= Mark Olver (comedian) =

English stand-up comedian (born 1975)

Mark Olver is an English stand-up comedian from Bristol. He specialises as a compere and a warm-up act for television shows.

==Early life==
Olver was born in 1975 in Bristol, where he grew up in the Brislington area. His father, John, was a policeman and his mother, Philomena, worked at a cinema in Bristol.

After graduating from university in 1996, he worked as a careers adviser in prisons and young-offenders' institutes.

==Career==
Olver started doing stand-up in the late 1990s and quickly expanded to compering.
He won the Leicester Comedy Festival Best New Show award in 2011. He was nominated for Best Compere at the 2015 Chortle Awards. Olver performed in the live final of the BBC Radio New Comedy Award 2016 in Edinburgh.

He ran Olver's Student Comedy Night at Jesters comedy club in Bristol for several years. While compering a gig there in 2003, Olver slipped and fell on stage, dislocating his knee and breaking his ankle. Lying on the floor, he went on compering until paramedics arrived and carried him off stage.

In 2004, Olver had his first job as a warm-up comedian for the reality-television game show Kings of Comedy, recorded in Bristol and presented by Russell Brand. Since then, he has been providing warm-ups for numerous television shows, including 8 Out of 10 Cats Does Countdown, Pointless, Deal or No Deal, Thronecast, The Last Leg, Alan Davies: As Yet Untitled, Taskmaster and the chat shows hosted by Jonathan Ross and Alan Carr. Between 2005 and 2016, he did warm-up on about 3,000 episodes of the game show Deal or No Deal, which was filmed in Bristol.

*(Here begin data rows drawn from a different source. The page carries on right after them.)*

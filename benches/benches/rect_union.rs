// Copyright 2025 the Understory Authors
// SPDX-License-Identifier: Apache-2.0 OR MIT

use criterion::{BenchmarkId, Criterion, Throughput, black_box, criterion_group, criterion_main};
use kurbo::Rect;
use understory_rect_union::{UnionOptions, line_highlight_rects};

/// Line rectangles of a ragged-right paragraph, stacked without gaps.
fn paragraph_lines(count: usize) -> Vec<Rect> {
    (0..count)
        .map(|i| {
            let y = i as f64 * 18.0;
            let width = 200.0 + ((i * 37) % 11) as f64 * 31.0;
            Rect::new(0.0, y, width, y + 18.0)
        })
        .collect()
}

/// Overlapping boxes scattered by a small linear congruential generator.
fn scattered_boxes(count: usize) -> Vec<Rect> {
    let mut state: u64 = 0x2545_f491_4f6c_dd1d;
    let mut next = move |range: f64| {
        state = state
            .wrapping_mul(6_364_136_223_846_793_005)
            .wrapping_add(1_442_695_040_888_963_407);
        ((state >> 33) % 10_000) as f64 / 10_000.0 * range
    };
    let side = (count as f64).sqrt() * 40.0;
    (0..count)
        .map(|_| {
            let x = next(side).round();
            let y = next(side).round();
            let w = 10.0 + next(60.0).round();
            let h = 10.0 + next(60.0).round();
            Rect::new(x, y, x + w, y + h)
        })
        .collect()
}

fn bench_text_highlight(c: &mut Criterion) {
    let mut group = c.benchmark_group("rect_union/text_highlight");
    let options = UnionOptions::new().with_corner_radius(4.0);

    for len in [8_usize, 64, 512, 4_096] {
        let rects = line_highlight_rects(paragraph_lines(len), kurbo::Vec2::ZERO, -2.0);
        group.throughput(Throughput::Elements(len as u64));
        group.bench_with_input(BenchmarkId::from_parameter(len), &rects, |b, rects| {
            b.iter(|| black_box(options.rounded_union(black_box(rects))));
        });
    }

    group.finish();
}

fn bench_scattered(c: &mut Criterion) {
    let mut group = c.benchmark_group("rect_union/scattered");
    let options = UnionOptions::new().with_corner_radius(6.0);

    // Boundary extraction alone versus the full pipeline with path emission.
    for len in [16_usize, 256, 2_048] {
        let rects = scattered_boxes(len);
        group.throughput(Throughput::Elements(len as u64));
        group.bench_with_input(BenchmarkId::new("contours", len), &rects, |b, rects| {
            b.iter(|| black_box(options.contours(black_box(rects))));
        });
        group.bench_with_input(BenchmarkId::new("rounded_union", len), &rects, |b, rects| {
            b.iter(|| black_box(options.rounded_union(black_box(rects))));
        });
    }

    group.finish();
}

criterion_group!(benches, bench_text_highlight, bench_scattered);
criterion_main!(benches);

Olver has worked teaching comedy to young offenders.

In December 2017, he came up with the idea for the Belly Laughs series of gigs when he realised local restaurants were having trouble getting enough guests in the month of January. January is also a slow month for comedians, so he thought of a way of combining the two as well as raising money for charity, by organising pop-up comedy gigs in restaurants each January since 2018. Guests pay an extra £10 that go directly to The Julian Trust, a Bristol charity that runs an emergency night shelter for homeless people and rough-sleepers. In 2019, the event was expanded to Wales, Bath and Devon.

Belly Laughs got together with the food charity Fareshare in November 2019 for two fundraising gigs at their warehouse in St Philip's, with Olver compering and Angela Barnes and Jon Richardson headlining. The two events raised more than £5000.

In 2020, during the COVID-19 pandemic, Olver launched a comedy panel show on YouTube and subsequently as a podcast called Who Said That?.

Olver was nominated for best compere at the 2023 Chortle Awards.

In 2023 he hosted the pre-show for the national lottery's big Eurovision welcome.

In January 2026, Olver worked as the warm-up on the new BBC quiz show, Wisdom of the Crowd, hosted by John Bishop.

==Personal life==
Olver has previously shared houses with fellow comedians Russell Howard, John Robins, Jon Richardson and Wil Hodgson. In 2019, he was living in the Brislington area of Bristol, sharing a house with comedian Mat Ewins.